А ведь Виктор хотел как лучше, стремился обеспечить её безопасность, не мог же он позволить ей бродить одной…
Нина давно вернулась. Без косметики лицо её выглядело на те сорок, которые она прожила, но это не портило красоты, Нина была красива. Очень красива. Ей гораздо лучше без всех этих притираний, живое лицо, а не маска под тональным кремом.
Она села за стол, хотела что-то сказать ещё, но не стала. Вздохнула, молча выпила остывший кофе. Время тянулось глупо, вязко, им не о чем было говорить.
Нина посмотрела на Виктора с сожалением и встала.
— Ладно, бесполезно убеждать тебя, раз уж ты упёрся, можешь не провожать, дорогу я сама найду. — Она ещё помолчала, как будто в раздумье, потом горько усмехнулась. — Сукин ты сын, Вяземский, просто взял и выкинул двадцать лет жизни… и своей и моей…
Нина аккуратно, без раздражения поставила чашку на блюдце. Поставила и ушла.
Виктор подумал, что при подобных обстоятельствах Рита разбила бы чашку об стену…
Он не смог лечь в спальне.
Постель ещё хранила знакомый запах… Рита… при воспоминании о ней всё внутри сжималось от мучительного желания близости. Не физической, той близости, что была у них с самого первого дня, когда он в давке прижался к ней в троллейбусе.

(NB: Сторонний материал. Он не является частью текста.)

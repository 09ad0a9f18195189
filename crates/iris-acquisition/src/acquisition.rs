//! Acquisition state machine.
//!
//! The exchange loop reaches the acquisition only through [`FrameSink`] and
//! drives COLLECTING → FULL. The sequencer reaches it only through
//! [`Acquisition::start`], [`Acquisition::stop`], [`Acquisition::state`] and
//! [`Acquisition::take_completed`] and drives STOPPED ↔ COLLECTING.

use crate::sample::SampleBuffer;
use crate::storage::sample_file_name;
use chrono::Local;
use iris_common::config::AcquisitionConfig;
use iris_common::state::AcquisitionState;
use iris_common::sync::lock;
use iris_fieldbus::{BusLink, ChannelFrame, FrameKind, FrameSink};
use std::sync::{Arc, Mutex};
use tracing::{debug, info, trace, warn};

#[derive(Debug, Default)]
struct Cycle {
    state: AcquisitionState,
    buffer: SampleBuffer,
    file_name: Option<String>,
}

/// A completed cycle handed to the sequencer.
#[derive(Debug, Clone, PartialEq, Eq)]
pub struct CompletedSample {
    /// Destination file name allocated at start.
    pub file_name: String,
    /// Channel payloads.
    pub buffer: SampleBuffer,
}

/// Collection cycle bound to the output pattern of the first node.
#[derive(Debug)]
pub struct Acquisition {
    link: Arc<BusLink>,
    start_command: u8,
    cycle: Mutex<Cycle>,
}

impl Acquisition {
    /// Create a stopped acquisition writing its output pattern to `link`.
    pub fn new(link: Arc<BusLink>, config: &AcquisitionConfig) -> Self {
        Self {
            link,
            start_command: config.start_command,
            cycle: Mutex::new(Cycle::default()),
        }
    }

    /// Link the output pattern is written to.
    pub fn link(&self) -> &Arc<BusLink> {
        &self.link
    }

    /// Current state.
    pub fn state(&self) -> AcquisitionState {
        lock(&self.cycle).state
    }

    /// File name allocated for the current cycle.
    pub fn file_name(&self) -> Option<String> {
        lock(&self.cycle).file_name.clone()
    }

    /// Number of data channels received in the current cycle.
    pub fn populated_channels(&self) -> usize {
        lock(&self.cycle).buffer.populated()
    }

    /// Begin a collection cycle for device `sn`.
    ///
    /// No-op unless the acquisition is stopped and both background loops
    /// run. Returns true if a cycle started.
    pub fn start(&self, sn: &str) -> bool {
        let mut cycle = lock(&self.cycle);
        if cycle.state != AcquisitionState::Stopped || !self.link.loops_running() {
            trace!(state = %cycle.state, "Start ignored");
            return false;
        }

        cycle.buffer = SampleBuffer::new();
        let file_name = sample_file_name(sn, &Local::now());
        self.link.write_outputs(&[0, self.start_command]);
        if let Err(e) = cycle.state.transition_to(AcquisitionState::Collecting) {
            warn!(error = %e, "Unexpected acquisition state");
            return false;
        }
        debug!(sn, file = %file_name, "Collection started");
        cycle.file_name = Some(file_name);
        true
    }

    /// Abandon or finish the current cycle and clear the output pattern.
    ///
    /// No-op when already stopped. Returns true if the state changed.
    pub fn stop(&self) -> bool {
        let mut cycle = lock(&self.cycle);
        if cycle.state == AcquisitionState::Stopped {
            return false;
        }

        self.link.write_outputs(&[]);
        let from = cycle.state;
        cycle.state = AcquisitionState::Stopped;
        cycle.file_name = None;
        debug!(%from, "Collection stopped");
        true
    }

    /// Take the buffer of a FULL cycle, leaving an empty one behind.
    ///
    /// The state stays FULL until [`stop`](Self::stop).
    pub fn take_completed(&self) -> Option<CompletedSample> {
        let mut cycle = lock(&self.cycle);
        if cycle.state != AcquisitionState::Full {
            return None;
        }
        let file_name = cycle.file_name.take()?;
        Some(CompletedSample {
            file_name,
            buffer: std::mem::take(&mut cycle.buffer),
        })
    }
}

impl FrameSink for Acquisition {
    fn on_frame(&self, frame: &ChannelFrame<'_>, kind: FrameKind) {
        let mut cycle = lock(&self.cycle);
        if cycle.state != AcquisitionState::Collecting {
            return;
        }

        match kind {
            FrameKind::Data { channel } => {
                if cycle.buffer.store(channel, frame.payload) {
                    trace!(channel, bytes = frame.payload.len(), "Channel stored");
                }
            }
            FrameKind::FullSignal if cycle.buffer.is_full() => {
                if cycle.state.transition_to(AcquisitionState::Full).is_ok() {
                    info!(
                        file = cycle.file_name.as_deref().unwrap_or_default(),
                        bytes = cycle.buffer.payload_len(),
                        "Sample set complete"
                    );
                }
            }
            FrameKind::FullSignal | FrameKind::Idle => {}
        }
    }
}

#[cfg(test)]
mod tests {
    use super::*;
    use iris_fieldbus::FrameCodes;

    fn acquisition() -> Acquisition {
        let link = Arc::new(BusLink::new());
        link.reset_outputs(8);
        link.simulate_loops(true);
        Acquisition::new(link, &AcquisitionConfig::default())
    }

    fn feed(acq: &Acquisition, bytes: &[u8]) {
        let frame = ChannelFrame::decode(bytes).unwrap();
        acq.on_frame(&frame, FrameCodes::default().classify(&frame));
    }

    #[test]
    fn test_start_requires_running_loops() {
        let acq = acquisition();
        acq.link().simulate_loops(false);
        assert!(!acq.start("1001"));
        assert_eq!(acq.state(), AcquisitionState::Stopped);
        assert_eq!(acq.link().outputs(), vec![0; 8]);
    }

    #[test]
    fn test_start_writes_pattern_and_allocates_name() {
        let acq = acquisition();
        assert!(acq.start("1001"));
        assert_eq!(acq.state(), AcquisitionState::Collecting);
        assert_eq!(acq.link().outputs(), vec![0, 11, 0, 0, 0, 0, 0, 0]);

        let name = acq.file_name().unwrap();
        assert!(name.starts_with("1001_"));
        assert!(name.ends_with(".txt"));
        assert_eq!(name.len(), "1001_".len() + 14 + ".txt".len());

        // Second start is a no-op
        assert!(!acq.start("1001"));
    }

    #[test]
    fn test_frames_ignored_unless_collecting() {
        let acq = acquisition();
        feed(&acq, &[22, 1, 1, 2, 3]);
        assert_eq!(acq.populated_channels(), 0);
    }

    #[test]
    fn test_full_after_all_channels_and_signal() {
        let acq = acquisition();
        acq.start("1001");

        for channel in [3, 1, 5, 2] {
            feed(&acq, &[22, channel, channel, 0, 0]);
        }
        feed(&acq, &[22, 33]);
        assert_eq!(acq.state(), AcquisitionState::Collecting, "full signal before channel 4");

        feed(&acq, &[22, 4, 4, 0, 0]);
        assert_eq!(acq.state(), AcquisitionState::Collecting, "complete but no signal yet");

        feed(&acq, &[22, 33]);
        assert_eq!(acq.state(), AcquisitionState::Full);

        let done = acq.take_completed().unwrap();
        assert!(done.buffer.is_full());
        assert!(done.file_name.starts_with("1001_"));
        assert!(acq.take_completed().is_none());
        assert_eq!(acq.state(), AcquisitionState::Full);

        assert!(acq.stop());
        assert_eq!(acq.state(), AcquisitionState::Stopped);
        assert_eq!(acq.link().outputs(), vec![0; 8]);
    }

    #[test]
    fn test_status_code_full_signal() {
        let acq = acquisition();
        acq.start("1001");
        for channel in 1..=5 {
            feed(&acq, &[22, channel, 9, 9, 9]);
        }
        feed(&acq, &[33, 0]);
        assert_eq!(acq.state(), AcquisitionState::Full);
    }

    #[test]
    fn test_stop_while_collecting_discards_cycle() {
        let acq = acquisition();
        acq.start("1001");
        feed(&acq, &[22, 1, 1, 1, 1]);

        assert!(acq.stop());
        assert!(!acq.stop());
        assert!(acq.take_completed().is_none());

        // New cycle starts from an empty buffer
        assert!(acq.start("1001"));
        assert_eq!(acq.populated_channels(), 0);
    }
}
//! Resilience patterns for service clients
//!
//! This module provides:
//! - Retry with exponential backoff
//! - Circuit breaker
//! - A facade that composes both around a single upstream call

mod circuit_breaker;
mod retry;

pub use circuit_breaker::{CircuitBreaker, CircuitBreakerConfig, CircuitBreakerMetrics};
pub use retry::{RetryConfig, RetryExecutor};

use std::future::Future;
use std::sync::Arc;

use crate::error::Result;

/// A unified resilience facade that composes multiple resilience strategies
#[derive(Clone)]
pub struct Resilience {
    retry: RetryExecutor,

    /// Shared so clones of a client trip the same breaker
    circuit_breaker: Arc<CircuitBreaker>,
}

impl Default for Resilience {
    fn default() -> Self {
        Self::new(RetryConfig::default(), CircuitBreakerConfig::default())
    }
}

impl Resilience {
    /// Create a new resilience facade with specified configurations
    pub fn new(retry_config: RetryConfig, circuit_breaker_config: CircuitBreakerConfig) -> Self {
        Self {
            retry: RetryExecutor::new(retry_config),
            circuit_breaker: Arc::new(CircuitBreaker::new(circuit_breaker_config)),
        }
    }

    /// Execute a fallible operation behind the circuit breaker, retrying
    /// retryable failures. The breaker is consulted before every attempt.
    pub async fn execute<F, Fut, T>(&self, mut operation: F) -> Result<T>
    where
        F: FnMut() -> Fut,
        Fut: Future<Output = Result<T>>,
    {
        let cb = &self.circuit_breaker;
        self.retry
            .execute(|| {
                let attempt = cb.check().map(|_| operation());
                async move {
                    match attempt {
                        Err(open) => Err(open),
                        Ok(fut) => match fut.await {
                            Ok(value) => {
                                cb.record_success();
                                Ok(value)
                            }
                            Err(err) => {
                                // Caller mistakes (4xx) say nothing about upstream health
                                if err.is_retryable() {
                                    cb.record_failure();
                                }
                                Err(err)
                            }
                        },
                    }
                }
            })
            .await
    }

    /// Get the current status of the circuit breaker
    pub fn circuit_breaker_status(&self) -> CircuitBreakerStatus {
        self.circuit_breaker.status()
    }

    /// Reset the circuit breaker state
    pub fn reset_circuit_breaker(&self) {
        self.circuit_breaker.reset();
    }

    /// Replace the retry policy
    pub fn configure_retry(&mut self, config: RetryConfig) {
        self.retry = RetryExecutor::new(config);
    }

    /// Replace the circuit breaker
    pub fn configure_circuit_breaker(&mut self, config: CircuitBreakerConfig) {
        self.circuit_breaker = Arc::new(CircuitBreaker::new(config));
    }
}

/// Status of a circuit breaker
#[derive(Debug, Clone, Copy, PartialEq, Eq)]
pub enum CircuitBreakerStatus {
    /// Circuit is closed, allowing requests
    Closed,

    /// Circuit is open, rejecting requests
    Open,

    /// Circuit is half-open, allowing a limited number of test requests
    HalfOpen,
}

impl std::fmt::Display for CircuitBreakerStatus {
    fn fmt(&self, f: &mut std::fmt::Formatter<'_>) -> std::fmt::Result {
        match self {
            Self::Closed => write!(f, "Closed"),
            Self::Open => write!(f, "Open"),
            Self::HalfOpen => write!(f, "HalfOpen"),
        }
    }
}
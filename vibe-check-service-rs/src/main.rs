//! Vibe Check service entry point

use std::sync::Arc;

use anyhow::Context;
use tracing_subscriber::EnvFilter;
use vibe_check::config::{bind_address, DEFAULT_PORT};
use vibe_sdk::config::{EnvConfigProvider, DEFAULT_PROVIDER};

#[tokio::main]
async fn main() -> anyhow::Result<()> {
    dotenv::dotenv().ok();

    tracing_subscriber::fmt()
        .with_env_filter(EnvFilter::try_from_default_env().unwrap_or_else(|_| EnvFilter::new("info")))
        .init();

    let service =
        vibe_check::build_service(&**DEFAULT_PROVIDER).context("Failed to configure vibe check service")?;

    let addr = bind_address(&EnvConfigProvider::new(), DEFAULT_PORT);
    let app = Arc::new(service).create_router();

    let listener = tokio::net::TcpListener::bind(addr)
        .await
        .with_context(|| format!("Failed to bind {}", addr))?;

    log::info!("Vibe Check service listening on {}", addr);
    axum::serve(listener, app).await?;

    Ok(())
}
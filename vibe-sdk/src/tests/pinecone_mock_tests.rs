//! Mock tests for the Pinecone client

#[cfg(test)]
mod tests {
    use std::time::Duration;

    use serde_json::json;
    use wiremock::matchers::{body_json, header, method, path};
    use wiremock::{Mock, MockServer, ResponseTemplate};

    use crate::core::ServiceClient;
    use crate::error::ServiceError;
    use crate::resilience::RetryConfig;
    use crate::services::pinecone::{PineconeClient, PineconeClientBuilder};

    fn create_test_client(mock_server: &MockServer) -> PineconeClient {
        PineconeClientBuilder::new()
            .api_key("pc_mock_key")
            .index_host(mock_server.uri())
            .namespace("dog-behavior")
            .timeout(5)
            .retry(RetryConfig {
                max_retries: 1,
                initial_interval: Duration::from_millis(5),
                max_interval: Duration::from_millis(10),
                ..RetryConfig::default()
            })
            .build()
            .expect("Failed to build Pinecone client")
    }

    #[tokio::test]
    async fn test_query_vector_sends_camel_case_body() {
        let mock_server = MockServer::start().await;

        Mock::given(method("POST"))
            .and(path("/query"))
            .and(header("Api-Key", "pc_mock_key"))
            .and(header("X-Pinecone-API-Version", "2024-07"))
            .and(body_json(json!({
                "vector": [0.5, 0.25],
                "topK": 3,
                "includeMetadata": true,
                "includeValues": false,
                "namespace": "dog-behavior"
            })))
            .respond_with(ResponseTemplate::new(200).set_body_json(json!({
                "matches": [
                    {
                        "id": "play-bow",
                        "score": 0.91,
                        "metadata": {"content": "A play bow invites play.", "source": "https://vet.example/play"}
                    },
                    {"id": "bare", "score": 0.42}
                ],
                "namespace": "dog-behavior"
            })))
            .expect(1)
            .mount(&mock_server)
            .await;

        let client = create_test_client(&mock_server);
        let response = client.query_vector(vec![0.5, 0.25], 3).await.unwrap();

        assert_eq!(response.matches.len(), 2);
        assert_eq!(response.matches[0].id, "play-bow");
        assert_eq!(
            response.matches[0].metadata_str(&["content", "text"]),
            Some("A play bow invites play.")
        );
        assert!(response.matches[1].metadata.is_none());
    }

    #[tokio::test]
    async fn test_query_rejects_empty_vector_without_calling_upstream() {
        let mock_server = MockServer::start().await;

        Mock::given(method("POST"))
            .and(path("/query"))
            .respond_with(ResponseTemplate::new(200))
            .expect(0)
            .mount(&mock_server)
            .await;

        let client = create_test_client(&mock_server);
        let err = client.query_vector(Vec::new(), 5).await.unwrap_err();
        assert!(matches!(err, ServiceError::Validation(_)));

        let err = client.query_vector(vec![1.0], 0).await.unwrap_err();
        assert!(matches!(err, ServiceError::Validation(_)));
    }

    #[tokio::test]
    async fn test_dimension_mismatch_is_mapped_to_validation() {
        let mock_server = MockServer::start().await;

        Mock::given(method("POST"))
            .and(path("/query"))
            .respond_with(ResponseTemplate::new(400).set_body_json(json!({
                "code": 3,
                "message": "Vector dimension 2 does not match the dimension of the index 1536",
                "details": []
            })))
            .expect(1)
            .mount(&mock_server)
            .await;

        let client = create_test_client(&mock_server);
        let err = client.query_vector(vec![0.1, 0.2], 5).await.unwrap_err();

        assert!(matches!(err.root(), ServiceError::Validation(_)));
        assert_eq!(err.status_code(), Some(400));
        assert_eq!(err.error_code(), Some("3"));
        assert_eq!(err.service_name(), Some("pinecone"));
    }

    #[tokio::test]
    async fn test_health_check_uses_index_stats() {
        let mock_server = MockServer::start().await;

        Mock::given(method("GET"))
            .and(path("/describe_index_stats"))
            .respond_with(ResponseTemplate::new(200).set_body_json(json!({
                "dimension": 1536,
                "indexFullness": 0.0,
                "totalVectorCount": 240,
                "namespaces": {"dog-behavior": {"vectorCount": 240}}
            })))
            .mount(&mock_server)
            .await;

        let client = create_test_client(&mock_server);
        let stats = client.describe_index_stats().await.unwrap();
        assert_eq!(stats.dimension, 1536);
        assert_eq!(stats.total_vector_count, 240);
        assert!(client.health_check().await.unwrap());
        assert_eq!(client.name(), "pinecone");
        assert_eq!(client.namespace(), Some("dog-behavior"));
    }

    #[test]
    fn test_builder_requires_index_host() {
        let result = PineconeClientBuilder::new()
            .config(crate::config::PineconeConfig {
                api_key: "k".to_string(),
                ..Default::default()
            })
            .build();
        assert!(matches!(result, Err(ServiceError::Configuration(_))));
    }
}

Здесь, в спальне, в их постели именно эта головокружительная бездонная близость поражала и захватывала его целиком. Они с Ритой могли полночи разговаривать, не вспоминая о сексе, это бывало горячо, нежно, с дрожью натянутой струны. А могли часами любиться молча и это тоже было горячо, глубоко и каждый раз, как в первый, вероятно, он не умел любить иначе, потому и с Ниной не выходило.
Почему же с Ритой не вышло? Почему?!
Запоздалый вопрос, её уже не было и то место, которое она занимала рядом с ним теперь остывало. Становилось пустотой. Ее не было, только подушка пахла ещё тем, едва уловимым, но что Вяземский безошибочно мог бы выделить из ароматов крема, туалетной воды или шампуня, которыми она пользовалась. Запах его женщины…
И почему он решил, что она всегда будет с ним? Вот так, без особых надежд на будущее, с вечным опасливым ожиданием, что он вернётся к жене. Да сам он виноват во всём! Теперь остался один, жалеет себя. Дурак… Да пропади оно все…
Виктор снял с постели простынь, вытащил одеяло из пододеяльника, стянул наволочку с подушки, с охапкой скомканного белья пошел в ванную и кинул все в стиральную машину. Поставил таймер, включил первый попавшийся режим.
Потом нашел большой полиэтиленовый чехол, в который был упакован матрас, вернулся в спальню, сложил в полиэтилен одеяло, подушки, наматрасник и убрал во встроенный шкаф. Кровать с голым матрасом превратила спальню в интерьер мебельного салона. Никаких личных вещей…
Виктор распахнул обе створки застекленной двери эркера.